Ulrich Tallarek of Otto-von-Guericke-Universität Magdeburg, Germany presented a theoretical paper on investigations of electrical field-assisted transport of charged species in hierarchically structured electrochromatographic media containing discrete ion-permselective regions (like the mesoporous skeleton of a monolith or the mesoporous particles of a fixed bed), in addition to the quasielectroneutral macro-pore space. Concentration polarization induced by the applied electrical field is manifested by extended regions; that is, diffusion boundary layers of reduced and enriched electrolyte concentrations along the anodic and cathodic interfaces of a cation-selective porous particle or monolith skeleton, respectively. This phenomenon and its effect on retention, migration, and dispersion of co-and counterionic analytes depends upon applied field stength, surface charge density, mesopore size, and mobile phase ionic strength. A secondary, electrical field-induced electrical double layer and instability of the resulting induced-charge electroosmosis represent extreme scenarios of that phenomenon.
Relevant transport phenomena (electroosmosis, electrophoresis, concentration polarisation) were analyzed locally in monoliths and spherical packings with respect to macroscopic transport behavior of electroneutral and charged analytes. It appears that effects related to the actual intensity of concentration polarisation in electrochromatographic media are the key to understanding retention, migration, and dispersion behavior, which has been (and is still) puzzling people working both theoretically and experimentally in that field.
CEC, still looking for that "killer application," commands a great deal of attention and several strong papers were presented at HPLC 2005.
Along the lines of using materials to fill the capillary, Peter Spegel and co-workers from Lund University, Lund, Sweden discussed work on nanoparticle CEC. To prevent contamination or modification of the packing by sample matrix, their work showed that the stationary phase can be exchanged after every separation. They used a partial filling capillary technique using polymeric nanoparticles. A plug of nanoparticle slurry is injected into the capillary before the sample. As the voltage is applied, the sample starts to migrate through the nanoparticle plug and will eventually reach the UV detector before the nanoparticle plug and hence, the nanoparticles will not interfere with the detection. The particles are prepared so that they will interact with the analytes and have an electrophoretic mobility that is different from that of the analytes. There are several advantages of the technique, aside from that of having a new "stationary phase" in every separation. The selectivity of the column can be drastically changed without having to exchange the capillary. As the particles are not packed, very small particles can be used without backpressure problems. The small sizes of the particles promote fast mass transfer and thus excellent chromatography. The latest step in nanoparticle CEC has been the coupling of the technique to MS. Using a novel continuous full-filling CEC technique with an orthogonal ESI source, analytes coeluted with nanoparticles can be detected, which allows for the continuous introduction of nanoparticles into the separation capillary.
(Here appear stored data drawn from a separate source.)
use async_trait::async_trait;
use std::path::PathBuf;
use uuid::Uuid;

use crate::error::{Error, Result};

/// Storage for recorded answers. Returns the public reference of the saved
/// asset.
#[cfg_attr(test, mockall::automock)]
#[async_trait]
pub trait AudioStore: Send + Sync {
    async fn save(&self, audio: &[u8], mime_type: &str) -> Result<String>;
}

/// File extension for a recorded-audio MIME type. Parameters such as
/// `;codecs=opus` are ignored; unknown types are stored as webm.
pub fn audio_extension(mime_type: &str) -> &'static str {
    let essence = mime_type.split(';').next().unwrap_or_default().trim().to_ascii_lowercase();
    match essence.as_str() {
        "audio/mpeg" | "audio/mp3" => "mp3",
        "audio/wav" | "audio/x-wav" | "audio/wave" => "wav",
        "audio/mp4" | "audio/m4a" | "audio/x-m4a" => "m4a",
        "audio/ogg" => "ogg",
        _ => "webm",
    }
}

/// Writes `<uuid>.<ext>` files into a local directory served under
/// `/uploads`.
#[derive(Clone)]
pub struct LocalAudioStore {
    dir: PathBuf,
}

impl LocalAudioStore {
    pub fn new(dir: impl Into<PathBuf>) -> Self {
        Self { dir: dir.into() }
    }
}

#[async_trait]
impl AudioStore for LocalAudioStore {
    async fn save(&self, audio: &[u8], mime_type: &str) -> Result<String> {
        if audio.is_empty() {
            return Err(Error::BadRequest("Empty audio upload".to_string()));
        }
        tokio::fs::create_dir_all(&self.dir).await.map_err(Error::Io)?;
        let filename = format!("{}.{}", Uuid::new_v4(), audio_extension(mime_type));
        tokio::fs::write(self.dir.join(&filename), audio)
            .await
            .map_err(Error::Io)?;
        Ok(format!("/uploads/{}", filename))
    }
}

#[cfg(test)]
mod tests {
    use super::*;

    #[tokio::test]
    async fn saves_under_uploads_reference() {
        let dir = std::env::temp_dir().join(format!("practice-audio-{}", Uuid::new_v4()));
        let store = LocalAudioStore::new(&dir);

        let reference = store.save(b"fake-webm", "audio/webm").await.unwrap();
        assert!(reference.starts_with("/uploads/"));
        assert!(reference.ends_with(".webm"));

        let name = reference.trim_start_matches("/uploads/");
        let written = tokio::fs::read(dir.join(name)).await.unwrap();
        assert_eq!(written, b"fake-webm");

        tokio::fs::remove_dir_all(&dir).await.unwrap();
    }

    #[tokio::test]
    async fn extension_follows_mime_type() {
        let dir = std::env::temp_dir().join(format!("practice-audio-{}", Uuid::new_v4()));
        let store = LocalAudioStore::new(&dir);

        let mp3 = store.save(b"id3", "audio/mpeg").await.unwrap();
        assert!(mp3.ends_with(".mp3"), "{}", mp3);
        let opus = store.save(b"ogg", "audio/ogg; codecs=opus").await.unwrap();
        assert!(opus.ends_with(".ogg"), "{}", opus);
        let unknown = store.save(b"raw", "application/octet-stream").await.unwrap();
        assert!(unknown.ends_with(".webm"), "{}", unknown);

        tokio::fs::remove_dir_all(&dir).await.unwrap();
    }

    #[test]
    fn mime_parameters_and_case_are_ignored() {
        assert_eq!(audio_extension("audio/webm;codecs=opus"), "webm");
        assert_eq!(audio_extension("Audio/X-WAV"), "wav");
        assert_eq!(audio_extension("audio/mp4"), "m4a");
    }

    #[tokio::test]
    async fn rejects_empty_audio() {
        let store = LocalAudioStore::new(std::env::temp_dir());
        assert!(store.save(b"", "audio/webm").await.is_err());
    }
}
Two CEC applications papers were of interest. The first, by Debby Mangelings and co-workers from Vrije Universiteit, and Sanofi-Aventis, Toulouse, France, had a goal to define a generic separation strategy for 15 acidic and 48 basic bifunctional or neutral chiral molecules by CEC. Because of their broad enantioselectivity, four polysaccharide chiral stationary phases were chosen to develop the strategies: Chiralcel OD-RH and OJ-RH, Chiralpak AD-RH, and AS-RH. Separate strategies were defined for acidic compounds on the one hand and for basic, bifunctional, and neutral substances on the other. Both strategies use a different pH due to the necessity of the compounds to be uncharged. They are constructed as decision trees: first a general screening experiment is executed on the different stationary phases and according to a specified column testing order. Depending upon the obtained separation, occasionally an optimization is performed. The conditions for the screening experiment were carefully worked out. The generic approach handles cases to optimize resolution or decrease time when a partial separation occurs, a full separation occurs, or no separation occurs under the screening conditions by adjusting method parameters such as applied voltage, organic solvent content, and temperature.
For their generic method, enantioselectivity was observed for 82.5% of the compounds studied and 49.2% could be baseline separated. The group plans to investigate the use of monolith phases, which might solve some of the fragility problems with present chiral columns.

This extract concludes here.